#### Task to complete
Should the word "DrawingSession" occur in a line of the records, copy that line.

[Data items]
>>>

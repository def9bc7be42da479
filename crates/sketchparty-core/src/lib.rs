//! SketchParty Core Library
//!
//! Command log, deterministic replay and room-coordination logic for the
//! SketchParty collaborative drawing game.

pub mod aggregate;
pub mod client;
pub mod color;
pub mod command;
pub mod node;
pub mod protocol;
pub mod raster;
pub mod recorder;
pub mod replay;
pub mod slots;
pub mod state_store;
pub mod storage;
pub mod turn;

pub use aggregate::{AggregationCoordinator, SubmissionOutcome};
pub use client::{ConnectionState, NetEvent, RelayClient};
pub use color::SerializableColor;
pub use command::{DrawingCommand, DrawingSession, ShapeKind};
pub use node::{DrawingNode, NodeEvent, OutgoingMessage};
pub use protocol::{ClientMessage, GamePayload, PeerInfo, ServerMessage};
pub use raster::{Canvas, CanvasSnapshot};
pub use recorder::Recorder;
pub use replay::{PacedPlayback, PacedStep, ReplayEngine, ReplayMode, INTER_COMMAND_DELAY};
pub use slots::{SlotStore, DEFAULT_SLOT_CAPACITY};
pub use state_store::{SharedStateStore, StateKey, StateValue};
pub use turn::{TurnController, TurnPhase};
//! Session recorder, the only writer of a command log.
//!
//! Turns completed user actions (a finished shape outline, a performed
//! flood fill) into [`DrawingCommand`]s and appends them to the current
//! session. Recording never fails; callers filter logically invalid
//! commands (zero-size shapes and the like) before recording.

use crate::color::SerializableColor;
use crate::command::{DrawingCommand, DrawingSession, LogicalClock, ShapeKind};
use kurbo::{Point, Size};

/// Appends drawing commands to the per-node current session.
///
/// Exactly one session is current per node at a time; starting a new one
/// discards any in-progress session. Every successful record is queued as a
/// notification for the turn-awareness collaborator (drained via
/// [`Recorder::take_notifications`]), which the surrounding game flow uses
/// to invalidate its undo stack.
#[derive(Debug, Default)]
pub struct Recorder {
    session: Option<DrawingSession>,
    paused: bool,
    clock: LogicalClock,
    notifications: Vec<DrawingCommand>,
}

impl Recorder {
    pub fn new() -> Self {
        Self::default()
    }

    /// Discard any in-progress session and begin a new empty one.
    pub fn start_new_session(&mut self, author_id: impl Into<String>, author_name: impl Into<String>) {
        self.session = Some(DrawingSession::new(author_id, author_name));
        self.notifications.clear();
    }

    /// Append a pre-built command unless recording is paused.
    pub fn record(&mut self, command: DrawingCommand) {
        if self.paused {
            return;
        }
        let Some(session) = self.session.as_mut() else {
            return;
        };
        session.push(command.clone());
        self.notifications.push(command);
    }

    /// Record a completed shape outline.
    pub fn record_shape(
        &mut self,
        shape: ShapeKind,
        position: Point,
        size: Size,
        rotation: f64,
        color: SerializableColor,
        thickness: f64,
    ) {
        let Some(command) = self.build_geometry(shape, position, size, rotation, color, thickness)
        else {
            return;
        };
        self.record(command);
    }

    /// Record a performed flood fill. The position must already be in the
    /// canvas's local coordinate frame.
    pub fn record_fill(&mut self, position: Point, color: SerializableColor) {
        let Some((author_id, author_name)) = self.author() else {
            return;
        };
        let command = DrawingCommand::FloodFill {
            position,
            color,
            timestamp: self.clock.next(),
            author_id,
            author_name,
        };
        self.record(command);
    }

    /// Make `record` a no-op without losing the current session.
    pub fn pause(&mut self) {
        self.paused = true;
    }

    /// Resume recording after a pause.
    pub fn resume(&mut self) {
        self.paused = false;
    }

    pub fn is_paused(&self) -> bool {
        self.paused
    }

    /// The current session, if one was started.
    pub fn session(&self) -> Option<&DrawingSession> {
        self.session.as_ref()
    }

    /// Take the current session out of the recorder (e.g. to submit it).
    pub fn take_session(&mut self) -> Option<DrawingSession> {
        self.session.take()
    }

    /// A clone of the current session, or an empty sentinel for the given
    /// author when nothing was recorded.
    pub fn session_or_empty(&self, author_id: &str, author_name: &str) -> DrawingSession {
        self.session
            .clone()
            .unwrap_or_else(|| DrawingSession::new(author_id, author_name))
    }

    /// Number of commands in the current session. Used as the turn-start
    /// marker by the turn controller.
    pub fn len(&self) -> usize {
        self.session.as_ref().map_or(0, DrawingSession::len)
    }

    pub fn is_empty(&self) -> bool {
        self.len() == 0
    }

    /// Drop every command recorded at or after `marker`. Used by turn
    /// cancellation together with the canvas snapshot restore.
    pub fn truncate(&mut self, marker: usize) {
        if let Some(session) = self.session.as_mut() {
            session.commands.truncate(marker);
        }
    }

    /// Commands recorded at or after `marker`, in creation order. Used to
    /// harvest one turn's contribution for broadcast.
    pub fn commands_since(&self, marker: usize) -> Vec<DrawingCommand> {
        self.session
            .as_ref()
            .map(|s| s.commands.get(marker..).unwrap_or_default().to_vec())
            .unwrap_or_default()
    }

    /// Drain pending new-command notifications.
    pub fn take_notifications(&mut self) -> Vec<DrawingCommand> {
        std::mem::take(&mut self.notifications)
    }

    fn author(&self) -> Option<(String, String)> {
        self.session
            .as_ref()
            .map(|s| (s.author_id.clone(), s.author_name.clone()))
    }

    fn build_geometry(
        &mut self,
        shape: ShapeKind,
        position: Point,
        size: Size,
        rotation: f64,
        color: SerializableColor,
        thickness: f64,
    ) -> Option<DrawingCommand> {
        let (author_id, author_name) = self.author()?;
        Some(DrawingCommand::Geometry {
            shape,
            position,
            size,
            rotation,
            color,
            thickness,
            timestamp: self.clock.next(),
            author_id,
            author_name,
        })
    }
}

#[cfg(test)]
mod tests {
    use super::*;

    fn record_one(recorder: &mut Recorder) {
        recorder.record_shape(
            ShapeKind::Rectangle,
            Point::new(10.0, 10.0),
            Size::new(4.0, 4.0),
            0.0,
            SerializableColor::black(),
            1.0,
        );
    }

    #[test]
    fn test_record_requires_session() {
        let mut recorder = Recorder::new();
        record_one(&mut recorder);
        assert!(recorder.session().is_none());
        assert!(recorder.take_notifications().is_empty());
    }

    #[test]
    fn test_record_appends_and_notifies() {
        let mut recorder = Recorder::new();
        recorder.start_new_session("a", "Alice");
        record_one(&mut recorder);
        recorder.record_fill(Point::new(1.0, 2.0), SerializableColor::new(255, 0, 0, 255));

        assert_eq!(recorder.len(), 2);
        let notes = recorder.take_notifications();
        assert_eq!(notes.len(), 2);
        assert!(notes[1].is_flood_fill());
        // Drained.
        assert!(recorder.take_notifications().is_empty());
    }

    #[test]
    fn test_pause_resume() {
        let mut recorder = Recorder::new();
        recorder.start_new_session("a", "Alice");

        recorder.pause();
        record_one(&mut recorder);
        assert_eq!(recorder.len(), 0);

        recorder.resume();
        record_one(&mut recorder);
        assert_eq!(recorder.len(), 1);
    }

    #[test]
    fn test_new_session_discards_previous() {
        let mut recorder = Recorder::new();
        recorder.start_new_session("a", "Alice");
        record_one(&mut recorder);

        recorder.start_new_session("a", "Alice");
        assert_eq!(recorder.len(), 0);
        assert!(recorder.take_notifications().is_empty());
    }

    #[test]
    fn test_timestamps_increase() {
        let mut recorder = Recorder::new();
        recorder.start_new_session("a", "Alice");
        record_one(&mut recorder);
        record_one(&mut recorder);

        let session = recorder.session().unwrap();
        assert!(session.commands[0].timestamp() < session.commands[1].timestamp());
    }

    #[test]
    fn test_truncate_and_commands_since() {
        let mut recorder = Recorder::new();
        recorder.start_new_session("a", "Alice");
        record_one(&mut recorder);
        let marker = recorder.len();
        record_one(&mut recorder);
        record_one(&mut recorder);

        assert_eq!(recorder.commands_since(marker).len(), 2);
        recorder.truncate(marker);
        assert_eq!(recorder.len(), 1);
        assert!(recorder.commands_since(marker).is_empty());
    }

    #[test]
    fn test_session_or_empty_sentinel() {
        let recorder = Recorder::new();
        let session = recorder.session_or_empty("b", "Bob");
        assert!(session.is_empty());
        assert_eq!(session.author_id, "b");
    }
}
#[cfg(test)]
mod tests {
    use super::*;

    const SIZE: usize = 64;

    fn node(id: &str) -> DrawingNode {
        DrawingNode::new(id, id.to_uppercase(), SIZE, SIZE, Size::new(64.0, 64.0)).unwrap()
    }

    fn peers(ids: &[&str]) -> Vec<PeerInfo> {
        ids.iter()
            .map(|id| PeerInfo {
                id: id.to_string(),
                name: id.to_uppercase(),
            })
            .collect()
    }

    fn rect(node: &mut DrawingNode) -> bool {
        node.draw_shape(
            ShapeKind::Rectangle,
            Point::new(32.0, 32.0),
            Size::new(20.0, 20.0),
            0.0,
            SerializableColor::black(),
            2.0,
        )
    }

    /// Deliver every queued message until the room goes quiet.
    fn pump(nodes: &mut [DrawingNode]) {
        loop {
            let mut deliveries = Vec::new();
            for node in nodes.iter_mut() {
                let from = node.participant_id().to_string();
                for msg in node.take_outgoing() {
                    deliveries.push((from.clone(), msg));
                }
            }
            if deliveries.is_empty() {
                break;
            }
            for (from, msg) in deliveries {
                match msg {
                    OutgoingMessage::Broadcast(payload) => {
                        for node in nodes.iter_mut() {
                            node.handle_payload(&from, payload.clone());
                        }
                    }
                    OutgoingMessage::Direct { to, payload } => {
                        if let Some(node) =
                            nodes.iter_mut().find(|n| n.participant_id() == to)
                        {
                            node.handle_payload(&from, payload);
                        }
                    }
                }
            }
        }
    }

    fn room() -> Vec<DrawingNode> {
        let mut nodes = vec![node("a"), node("b"), node("c")];
        for n in nodes.iter_mut() {
            n.set_room("a", peers(&["a", "b", "c"]));
            n.begin_drawing();
            n.take_events();
        }
        nodes
    }

    #[test]
    fn test_free_draw_without_round() {
        let mut n = node("solo");
        n.begin_drawing();
        assert!(rect(&mut n));
        assert!(n.flood_fill(Point::new(32.0, 32.0), SerializableColor::new(255, 0, 0, 255)));
        assert!(n.take_events().contains(&NodeEvent::CanvasChanged));
    }

    #[test]
    fn test_refused_fill_records_nothing() {
        let mut n = node("solo");
        n.begin_drawing();
        // Filling the background with the background color is refused.
        assert!(!n.flood_fill(Point::new(5.0, 5.0), SerializableColor::white()));
        assert_eq!(n.recorder.len(), 0);
    }

    #[test]
    fn test_turn_gate_blocks_non_current() {
        let mut nodes = room();
        nodes[0].start_round().unwrap();
        pump(&mut nodes);

        // First eligible participant is b; the leader and c are gated off.
        assert_eq!(nodes[0].current_participant(), Some("b"));
        assert!(!rect(&mut nodes[0]));
        assert!(!rect(&mut nodes[2]));
        assert!(rect(&mut nodes[1]));
    }

    #[test]
    fn test_round_flow_converges() {
        let mut nodes = room();
        nodes[0].start_round().unwrap();
        pump(&mut nodes);

        // b draws and commits.
        assert!(rect(&mut nodes[1]));
        nodes[1].finish_drawing().unwrap();
        assert!(!rect(&mut nodes[1]));
        nodes[1].confirm().unwrap();
        pump(&mut nodes);

        // Turn advanced to c everywhere, canvases identical.
        for n in nodes.iter() {
            assert_eq!(n.current_participant(), Some("c"));
        }
        assert_eq!(nodes[0].pixels(), nodes[1].pixels());
        assert_eq!(nodes[1].pixels(), nodes[2].pixels());

        // c commits an empty turn; the order wraps back to b.
        nodes[2].finish_drawing().unwrap();
        nodes[2].confirm().unwrap();
        pump(&mut nodes);
        for n in nodes.iter() {
            assert_eq!(n.current_participant(), Some("b"));
        }
    }

    #[test]
    fn test_cancel_rolls_back_locally() {
        let mut nodes = room();
        nodes[0].start_round().unwrap();
        pump(&mut nodes);

        let clean = nodes[1].pixels().to_vec();
        assert!(rect(&mut nodes[1]));
        assert_ne!(nodes[1].pixels(), clean.as_slice());

        nodes[1].finish_drawing().unwrap();
        nodes[1].cancel().unwrap();
        pump(&mut nodes);

        assert_eq!(nodes[1].pixels(), clean.as_slice());
        assert_eq!(nodes[1].recorder.len(), 0);
        // The same participant retries.
        assert_eq!(nodes[1].current_participant(), Some("b"));
        assert!(rect(&mut nodes[1]));
    }

    #[test]
    fn test_timeout_forces_commit() {
        let mut nodes = room();
        nodes[0].start_round().unwrap();
        pump(&mut nodes);

        assert!(rect(&mut nodes[1]));
        nodes[1].finish_drawing().unwrap();
        pump(&mut nodes);

        // The leader mirrors the pending confirmation and can force it.
        assert_eq!(nodes[0].turn_phase(), TurnPhase::AwaitingConfirmation);
        nodes[0].force_timeout();
        pump(&mut nodes);

        for n in nodes.iter() {
            assert_eq!(n.current_participant(), Some("c"));
        }
        // The forced commit still delivers b's drawing to everyone.
        assert_eq!(nodes[0].pixels(), nodes[1].pixels());
        assert_eq!(nodes[1].pixels(), nodes[2].pixels());
    }

    #[test]
    fn test_aggregation_replaces_all_slot_stores() {
        let mut nodes = room();
        nodes[0].start_round().unwrap();
        pump(&mut nodes);

        assert!(rect(&mut nodes[1]));
        nodes[1].finish_drawing().unwrap();
        nodes[1].confirm().unwrap();
        pump(&mut nodes);
        nodes[2].finish_drawing().unwrap();
        nodes[2].confirm().unwrap();
        pump(&mut nodes);
        nodes[0].end_round();
        pump(&mut nodes);

        nodes[0].request_submissions();
        pump(&mut nodes);

        // Only b drew anything; every node holds the same single slot.
        for n in nodes.iter() {
            assert_eq!(n.slot_count(), 1);
            assert_eq!(n.slot(0).unwrap().author_id, "b");
        }
    }

    #[test]
    fn test_hotseat_save_and_replay() {
        let mut n = node("solo");
        n.begin_drawing();
        assert!(rect(&mut n));
        let drawn = n.pixels().to_vec();

        n.request_submissions();
        assert_eq!(n.slot_count(), 1);

        n.begin_drawing();
        assert_ne!(n.pixels(), drawn.as_slice());

        n.load_slot(0, ReplayMode::Instant).unwrap();
        assert_eq!(n.pixels(), drawn.as_slice());
    }

    #[test]
    fn test_paced_slot_playback() {
        let mut n = node("solo");
        n.begin_drawing();
        assert!(rect(&mut n));
        assert!(n.flood_fill(Point::new(32.0, 32.0), SerializableColor::new(0, 200, 0, 255)));
        let drawn = n.pixels().to_vec();
        n.request_submissions();

        n.load_slot(0, ReplayMode::Paced).unwrap();
        let mut steps = 0;
        while n.advance_playback().is_some() {
            steps += 1;
        }
        assert_eq!(steps, 2);
        assert_eq!(n.pixels(), drawn.as_slice());
    }

    #[test]
    fn test_hotseat_round_rotation() {
        let mut n = node("host");
        n.set_local_participants(vec!["p1".to_string(), "p2".to_string()]);
        n.begin_drawing();
        n.start_round().unwrap();
        assert_eq!(n.current_participant(), Some("p1"));

        assert!(rect(&mut n));
        n.finish_drawing().unwrap();
        n.confirm().unwrap();
        assert_eq!(n.current_participant(), Some("p2"));

        n.finish_drawing().unwrap();
        n.confirm().unwrap();
        assert_eq!(n.current_participant(), Some("p1"));
    }

    #[test]
    fn test_archived_slots_survive_into_a_fresh_node() {
        use crate::storage::{MemoryStorage, block_on};

        let storage = MemoryStorage::new();
        let mut n = node("solo");
        n.begin_drawing();
        assert!(rect(&mut n));
        n.request_submissions();
        assert_eq!(block_on(n.archive_slots(&storage)).unwrap(), 1);
        n.load_slot(0, ReplayMode::Instant).unwrap();
        let drawn = n.pixels().to_vec();

        let mut fresh = node("solo");
        assert_eq!(block_on(fresh.restore_archived(&storage)).unwrap(), 1);
        assert_eq!(fresh.slot_count(), 1);
        fresh.load_slot(0, ReplayMode::Instant).unwrap();
        assert_eq!(fresh.pixels(), drawn.as_slice());
    }

    #[test]
    fn test_out_of_range_slot_rejected() {
        let mut n = node("solo");
        assert!(n.load_slot(3, ReplayMode::Instant).is_err());
    }
}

<<<

#### Solution for this exercise
pub use command::{DrawingCommand, DrawingSession, ShapeKind};
use crate::command::{DrawingCommand, DrawingSession, LogicalClock, ShapeKind};
    session: Option<DrawingSession>,
        self.session = Some(DrawingSession::new(author_id, author_name));
    pub fn session(&self) -> Option<&DrawingSession> {
    pub fn take_session(&mut self) -> Option<DrawingSession> {
    pub fn session_or_empty(&self, author_id: &str, author_name: &str) -> DrawingSession {
            .unwrap_or_else(|| DrawingSession::new(author_id, author_name))
        self.session.as_ref().map_or(0, DrawingSession::len)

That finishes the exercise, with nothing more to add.